Keywords: large intestine, hindgut, genitourinary tract
The identification of stem cells and their derivative lineages in epithelial organs such as the bladder and prostate glands can shed light on mechanisms that underlie a wide range of genitourinary diseases, including congenital defects and cancer. The glandular epithelium of the adult male prostate contains two principal cell types: luminal/secretory cells that produce seminal fluid and basal cells located at the interface of luminal cells and the basement membrane. A third cell type, neuroendocrine cells, is rare and of uncertain function (1). The multilayered epithelium of the bladder (urothelium) consists of a luminal layer of umbrella cells involved in urothelial permeability, overlying layers of intermediate and basal cells (2).

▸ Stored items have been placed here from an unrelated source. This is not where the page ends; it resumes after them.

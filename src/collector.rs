//! Parallel collection of attribute statistics from a folder of record files.

use crate::attribute::Attribute;
use crate::errors::{CollectionFailed, EmptyInput, Result};
use crate::parallelism;
use crate::parse;
use crate::tally::TallyTable;
use itertools::Itertools;
use log::{debug, info, warn};
use std::fs;
use std::path::{Path, PathBuf};

/// Files with this name suffix are read.
pub const EXTENSION: &str = ".json";

/// Default size of the worker pool.
pub const DEFAULT_THREADS: usize = 4;

/// The `.json` files directly inside `dir`, sorted by path.
pub fn eligible_files(dir: &Path) -> Result<Vec<PathBuf>> {
    let mut files = vec![];
    for entry in fs::read_dir(dir)? {
        let path = entry?.path();
        let eligible = path
            .file_name()
            .and_then(|name| name.to_str())
            .is_some_and(|name| name.ends_with(EXTENSION));
        if eligible && path.is_file() {
            files.push(path);
        }
    }
    if files.is_empty() {
        return Err(EmptyInput(dir.to_owned()).into());
    }
    files.sort();
    Ok(files)
}

pub struct Collector {
    threads: usize,
}

impl Default for Collector {
    fn default() -> Self {
        Collector::new(DEFAULT_THREADS)
    }
}

impl Collector {
    /// A collector with a pool of `threads` workers; 0 means one per CPU.
    pub fn new(threads: usize) -> Collector {
        let threads = if threads == 0 {
            num_cpus::get()
        } else {
            threads
        };
        Collector { threads }
    }

    pub fn threads(&self) -> usize {
        self.threads
    }

    /// Count the values of `attribute` over all records in `dir`.
    ///
    /// Every file is processed even if some of them fail. If any file fails,
    /// the result is a [CollectionFailed] carrying the first failure.
    pub fn collect(&self, dir: &Path, attribute: Attribute) -> Result<TallyTable> {
        let files = eligible_files(dir)?;
        let total = files.len();
        info!(
            target: "gamestats",
            "collecting {attribute} from {total} files in {} with {} threads",
            dir.display(),
            self.threads
        );
        let tally = TallyTable::new();
        let outcomes = parallelism::run_jobs(files, self.threads, |path| {
            let records = parse::count_file(&path, attribute, &tally)?;
            debug!(target: "gamestats", "{}: {records} records", path.display());
            Ok(records)
        });
        let mut records = 0;
        let mut failures = vec![];
        for outcome in outcomes {
            match outcome {
                Ok(n) => records += n,
                Err(e) => {
                    warn!(target: "gamestats", "{e}");
                    failures.push(e);
                }
            }
        }
        let failed = failures.len();
        if let Some(cause) = failures.into_iter().next() {
            return Err(CollectionFailed {
                failed,
                total,
                cause,
            }
            .into());
        }
        info!(
            target: "gamestats",
            "{records} records, {} distinct values: {}",
            tally.len(),
            summary(&tally)
        );
        Ok(tally)
    }
}

/// Count the values of `attribute` in `dir` with the default pool size.
pub fn collect(dir: &Path, attribute: Attribute) -> Result<TallyTable> {
    Collector::default().collect(dir, attribute)
}

fn summary(tally: &TallyTable) -> String {
    const SHOWN: usize = 5;
    let top = tally
        .sorted()
        .into_iter()
        .sorted_by(|a, b| b.1.cmp(&a.1).then_with(|| a.0.cmp(&b.0)))
        .collect_vec();
    let shown = top
        .iter()
        .take(SHOWN)
        .map(|(value, count)| format!("{value} ({count})"))
        .join(", ");
    if top.len() > SHOWN {
        shown + ", ..."
    } else {
        shown
    }
}

#[cfg(test)]
mod test {
    use super::*;

    #[test]
    fn summary_top_values() {
        let t: TallyTable = [("a", 1), ("b", 3), ("c", 3), ("d", 2), ("e", 1), ("f", 1)]
            .into_iter()
            .map(|(k, v)| (k.to_owned(), v))
            .collect();
        assert_eq!(summary(&t), "b (3), c (3), d (2), a (1), e (1), ...");
        let t: TallyTable = [("x".to_owned(), 2)].into_iter().collect();
        assert_eq!(summary(&t), "x (2)");
    }

    #[test]
    fn zero_threads_means_per_cpu() {
        assert_eq!(Collector::new(0).threads(), num_cpus::get());
        assert_eq!(Collector::new(3).threads(), 3);
        assert_eq!(Collector::default().threads(), DEFAULT_THREADS);
    }
}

Cellular hierarchies in development and maintenance of the prostate epithelium are relevant to the origins of cancer and have been debated for decades; the relationship between basal and secretory cells remains controversial. Ex vivo studies reveal that subsets of mouse basal cells isolated from adult prostate glands are multipotent and can self-renew in vitro and in prostate reconstitution assays (3, 4). Similarly, a subset of adult human prostate basal cells is able to reconstitute prostatic glands when engrafted with mouse urogenital mesenchyme under the renal capsule of murine hosts (5). However, recent in vivo lineage studies in the adult prostate gave conflicting results regarding basal cells’ ability to give rise to luminal cells (6–9). Knowledge about urothelial cell lineages is also uncertain and controversial (2, 10).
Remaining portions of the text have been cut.